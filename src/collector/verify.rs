use super::credentials::{AwsCredentials, DEFAULT_REGION};
use super::error::CollectorError;
use anyhow::Context;
use aws_sdk_sts as sts;
use serde::Serialize;
use tracing::debug;

/// Result of a connectivity pre-flight.
#[derive(Debug, Clone, Copy, PartialEq, Eq, Serialize)]
#[serde(rename_all = "UPPERCASE")]
pub enum VerifyState {
    Active,
}

/// What this collector can produce, advertised to the caller next to the
/// verify state.
#[derive(Debug, Clone, Serialize)]
pub struct Capability {
    pub filter_format: Vec<String>,
    pub supported_resource_type: Vec<String>,
}

impl Default for Capability {
    fn default() -> Self {
        Self {
            filter_format: Vec::new(),
            supported_resource_type: vec![
                "CLOUD_SERVICE".to_string(),
                "CLOUD_SERVICE_TYPE".to_string(),
            ],
        }
    }
}

/// Lightweight connectivity check: one STS round trip from the bootstrap
/// region. Cheap enough to run before every expensive account-wide collect.
pub async fn verify(credentials: &AwsCredentials) -> Result<VerifyState, CollectorError> {
    let account_id = resolve_account_id(credentials).await?;
    debug!("Verified connectivity as account {}", account_id);
    Ok(VerifyState::Active)
}

/// Resolve the account id of the caller's credentials. A prerequisite of
/// collection: failure here aborts the whole call.
pub async fn resolve_account_id(credentials: &AwsCredentials) -> Result<String, CollectorError> {
    let config = credentials.sdk_config(DEFAULT_REGION).await;
    let client = sts::Client::new(&config);

    let identity = client
        .get_caller_identity()
        .send()
        .await
        .context("get_caller_identity failed")
        .map_err(CollectorError::Connectivity)?;

    identity
        .account()
        .map(str::to_string)
        .ok_or_else(|| {
            CollectorError::Connectivity(anyhow::anyhow!(
                "caller identity did not include an account id"
            ))
        })
}
use super::ScopedSummaries;
use crate::collector::credentials::{AwsCredentials, DEFAULT_REGION};
use crate::collector::summary::{ServiceSummary, GLOBAL_SCOPE};
use anyhow::{Context, Result};
use aws_sdk_route53 as route53;
use std::sync::Arc;

/// Global probe: DNS zones have no region, so the count always lands under the
/// synthetic global scope.
pub struct Route53Probe {
    credentials: Arc<AwsCredentials>,
}

impl Route53Probe {
    pub fn new(credentials: Arc<AwsCredentials>) -> Self {
        Self { credentials }
    }

    pub async fn count_hosted_zones(&self) -> Result<ScopedSummaries> {
        let config = self.credentials.sdk_config(DEFAULT_REGION).await;
        let client = route53::Client::new(&config);

        let mut total = 0u64;
        let mut paginator = client.list_hosted_zones().into_paginator().send();
        while let Some(page) = paginator
            .try_next()
            .await
            .context("list_hosted_zones failed")?
        {
            total += page.hosted_zones.len() as u64;
        }

        let mut result = ScopedSummaries::new();
        result.insert(GLOBAL_SCOPE.to_string(), ServiceSummary::new(total));
        Ok(result)
    }
}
____________
(BRIEF):
Where a line in the records above contains the word "VerifyState", copy that line.

(WRITTEN ANSWER):
pub enum VerifyState {
pub async fn verify(credentials: &AwsCredentials) -> Result<VerifyState, CollectorError> {
    Ok(VerifyState::Active)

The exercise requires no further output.